■ **TASK DIRECTIONS**:
Please copy every line below that contains the string "Number".

+++ THE INPUT

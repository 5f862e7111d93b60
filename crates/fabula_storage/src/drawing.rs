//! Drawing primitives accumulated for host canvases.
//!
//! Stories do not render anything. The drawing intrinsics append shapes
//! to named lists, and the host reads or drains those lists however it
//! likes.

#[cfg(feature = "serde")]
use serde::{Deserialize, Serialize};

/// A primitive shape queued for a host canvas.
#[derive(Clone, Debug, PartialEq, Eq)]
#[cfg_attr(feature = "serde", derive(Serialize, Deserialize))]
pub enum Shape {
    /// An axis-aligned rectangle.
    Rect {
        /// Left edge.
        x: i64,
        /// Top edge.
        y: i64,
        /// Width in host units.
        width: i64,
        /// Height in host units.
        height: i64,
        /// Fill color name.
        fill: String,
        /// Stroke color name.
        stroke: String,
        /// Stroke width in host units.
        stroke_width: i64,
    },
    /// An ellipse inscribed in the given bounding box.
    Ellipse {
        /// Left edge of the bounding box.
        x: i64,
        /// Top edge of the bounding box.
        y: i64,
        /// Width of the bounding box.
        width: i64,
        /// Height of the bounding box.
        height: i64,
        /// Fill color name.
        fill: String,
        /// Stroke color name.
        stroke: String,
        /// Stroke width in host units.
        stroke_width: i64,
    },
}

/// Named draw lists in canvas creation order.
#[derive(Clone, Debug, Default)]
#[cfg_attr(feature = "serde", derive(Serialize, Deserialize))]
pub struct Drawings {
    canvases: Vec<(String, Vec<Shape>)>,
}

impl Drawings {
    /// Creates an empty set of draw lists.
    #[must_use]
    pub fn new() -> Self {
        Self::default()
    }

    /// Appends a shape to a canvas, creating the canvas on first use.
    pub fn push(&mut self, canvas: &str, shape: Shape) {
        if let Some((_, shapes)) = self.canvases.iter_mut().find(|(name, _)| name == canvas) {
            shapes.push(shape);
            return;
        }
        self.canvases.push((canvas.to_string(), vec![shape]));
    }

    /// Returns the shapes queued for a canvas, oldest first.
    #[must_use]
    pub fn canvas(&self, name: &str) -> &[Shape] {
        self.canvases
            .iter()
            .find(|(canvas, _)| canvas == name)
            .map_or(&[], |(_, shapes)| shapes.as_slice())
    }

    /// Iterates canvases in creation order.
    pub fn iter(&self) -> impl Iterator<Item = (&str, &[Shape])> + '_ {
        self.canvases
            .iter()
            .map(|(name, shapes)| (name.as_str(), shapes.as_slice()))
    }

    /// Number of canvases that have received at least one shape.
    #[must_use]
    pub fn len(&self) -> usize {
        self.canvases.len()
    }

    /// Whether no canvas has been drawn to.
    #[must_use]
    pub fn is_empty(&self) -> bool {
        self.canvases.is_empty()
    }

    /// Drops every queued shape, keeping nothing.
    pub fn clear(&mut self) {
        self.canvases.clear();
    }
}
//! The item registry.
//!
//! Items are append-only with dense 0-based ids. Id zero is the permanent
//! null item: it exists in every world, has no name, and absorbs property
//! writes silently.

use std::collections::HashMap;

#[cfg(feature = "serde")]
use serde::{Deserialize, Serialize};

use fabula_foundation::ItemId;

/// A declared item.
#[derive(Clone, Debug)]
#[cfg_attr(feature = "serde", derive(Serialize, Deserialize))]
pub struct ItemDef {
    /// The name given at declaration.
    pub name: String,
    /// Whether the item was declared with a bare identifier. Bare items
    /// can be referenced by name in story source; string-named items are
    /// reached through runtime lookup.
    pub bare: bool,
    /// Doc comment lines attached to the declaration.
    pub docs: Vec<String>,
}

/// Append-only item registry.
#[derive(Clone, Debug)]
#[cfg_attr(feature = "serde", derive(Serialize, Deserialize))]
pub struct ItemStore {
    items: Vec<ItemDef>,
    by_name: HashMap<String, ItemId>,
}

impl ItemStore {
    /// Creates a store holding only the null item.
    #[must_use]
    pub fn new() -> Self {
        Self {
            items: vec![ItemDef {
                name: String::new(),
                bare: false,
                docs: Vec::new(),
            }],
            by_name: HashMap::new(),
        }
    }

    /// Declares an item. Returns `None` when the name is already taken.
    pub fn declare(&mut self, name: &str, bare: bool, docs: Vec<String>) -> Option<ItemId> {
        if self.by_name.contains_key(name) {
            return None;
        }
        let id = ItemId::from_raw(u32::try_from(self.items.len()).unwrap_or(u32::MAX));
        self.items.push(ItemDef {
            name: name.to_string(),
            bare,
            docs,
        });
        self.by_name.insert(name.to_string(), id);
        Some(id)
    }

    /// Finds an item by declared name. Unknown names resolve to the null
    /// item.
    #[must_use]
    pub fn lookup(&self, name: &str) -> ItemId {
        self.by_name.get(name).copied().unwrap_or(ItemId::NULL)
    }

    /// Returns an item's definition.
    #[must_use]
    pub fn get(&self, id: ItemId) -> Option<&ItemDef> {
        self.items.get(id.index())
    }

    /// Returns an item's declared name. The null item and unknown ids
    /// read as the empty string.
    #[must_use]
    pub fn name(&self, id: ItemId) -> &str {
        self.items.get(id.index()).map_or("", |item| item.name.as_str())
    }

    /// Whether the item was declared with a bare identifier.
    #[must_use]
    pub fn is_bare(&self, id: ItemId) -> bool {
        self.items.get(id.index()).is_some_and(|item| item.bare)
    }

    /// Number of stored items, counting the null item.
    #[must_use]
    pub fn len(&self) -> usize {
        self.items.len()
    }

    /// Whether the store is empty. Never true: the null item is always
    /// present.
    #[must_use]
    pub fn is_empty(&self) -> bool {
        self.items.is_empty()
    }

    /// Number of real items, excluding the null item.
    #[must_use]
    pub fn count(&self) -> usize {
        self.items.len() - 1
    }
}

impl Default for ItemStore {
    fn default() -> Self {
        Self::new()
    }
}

++++++

■ **EXERCISE OUTPUT**:
    /// Number of canvases that have received at least one shape.
    /// Number of stored items, counting the null item.
    /// Number of real items, excluding the null item.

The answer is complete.